#### Dataset extract

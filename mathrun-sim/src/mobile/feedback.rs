use rand::Rng;
use serde::{Deserialize, Serialize};

use super::issues::{IssueKind, MobileIssue};
use crate::action::ActionLog;
use crate::constants::{
    RATING_MAX, RATING_MIN, USABILITY_START, USABILITY_SUCCESS_BONUS, USABILITY_TOUCH_OFFSET,
    USABILITY_TOUCH_WEIGHT,
};
use crate::feedback::{Feedback, base_feedback, clamp_rating};
use crate::numbers::count_to_f64;
use crate::profile::{Device, MobileProfile};

/// Mobile-specific experience ratings, each on the 1..=10 scale.
#[derive(Debug, Clone, Copy, PartialEq, Serialize, Deserialize)]
pub struct MobileRatings {
    pub overall: f64,
    pub touch_controls: f64,
    pub screen_layout: f64,
    pub performance: f64,
}

#[derive(Debug, Clone, Copy, Default)]
struct IssueCounts {
    touch: usize,
    layout: usize,
    performance: usize,
}

impl IssueCounts {
    fn of(issues: &[MobileIssue]) -> Self {
        issues.iter().fold(Self::default(), |mut counts, issue| {
            if issue.kind == IssueKind::TouchMiss {
                counts.touch += 1;
            }
            if issue.kind.affects_layout() {
                counts.layout += 1;
            }
            if issue.kind == IssueKind::PerformanceSlowdown {
                counts.performance += 1;
            }
            counts
        })
    }
}

/// Composite 0..=100 usability score for one session.
#[must_use]
pub fn usability_score(issues: &[MobileIssue], successful: bool, touch_accuracy: f64) -> f64 {
    let penalties: f64 = issues.iter().map(|i| i.kind.usability_penalty()).sum();
    let bonus = if successful {
        USABILITY_SUCCESS_BONUS
    } else {
        0.0
    };
    let score = USABILITY_START - penalties + bonus + touch_accuracy * USABILITY_TOUCH_WEIGHT
        - USABILITY_TOUCH_OFFSET;
    if score.is_nan() {
        0.0
    } else {
        score.clamp(0.0, 100.0)
    }
}

fn deducted(per_issue: f64, count: usize) -> f64 {
    (RATING_MAX - per_issue * count_to_f64(count)).max(RATING_MIN)
}

#[must_use]
pub fn mobile_ratings(usability: f64, issues: &[MobileIssue]) -> MobileRatings {
    let counts = IssueCounts::of(issues);
    MobileRatings {
        overall: clamp_rating(usability / 10.0),
        touch_controls: deducted(2.0, counts.touch),
        screen_layout: deducted(3.0, counts.layout),
        performance: deducted(4.0, counts.performance),
    }
}

/// Feedback a mobile player leaves: shared enjoyment and difficulty, with
/// controls taken from the touch rating and device-aware suggestions.
pub(crate) fn mobile_feedback<R: Rng + ?Sized>(
    profile: &MobileProfile,
    actions: &ActionLog,
    issues: &[MobileIssue],
    successful: bool,
    usability: f64,
    rng: &mut R,
) -> (Feedback, MobileRatings) {
    let ratings = mobile_ratings(usability, issues);
    let counts = IssueCounts::of(issues);
    let mut feedback = base_feedback(actions, successful, rng);
    feedback.controls = ratings.touch_controls;

    if counts.touch > 0 {
        feedback.recommend("Increase button sizes for better touch targets");
    }
    if counts.layout > 0 {
        feedback.recommend("Improve responsive layout for mobile screens");
    }
    if counts.performance > 0 {
        feedback.recommend("Optimize particle effects for mobile performance");
    }
    if profile.screen_size.is_small() && !successful {
        feedback.recommend("Add mobile-specific UI scaling options");
    }
    match profile.device {
        Device::IPhone => feedback.recommend("Test safe area insets for notched devices"),
        Device::Android => feedback.recommend("Test across various Android screen densities"),
        Device::IPad | Device::AndroidTab => {}
    }

    (feedback, ratings)
}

########

## [Work instructions]
Would you please return all lines from the listing above that contain "iter"?

## [Task output]
        issues.iter().fold(Self::default(), |mut counts, issue| {
    let penalties: f64 = issues.iter().map(|i| i.kind.usability_penalty()).sum();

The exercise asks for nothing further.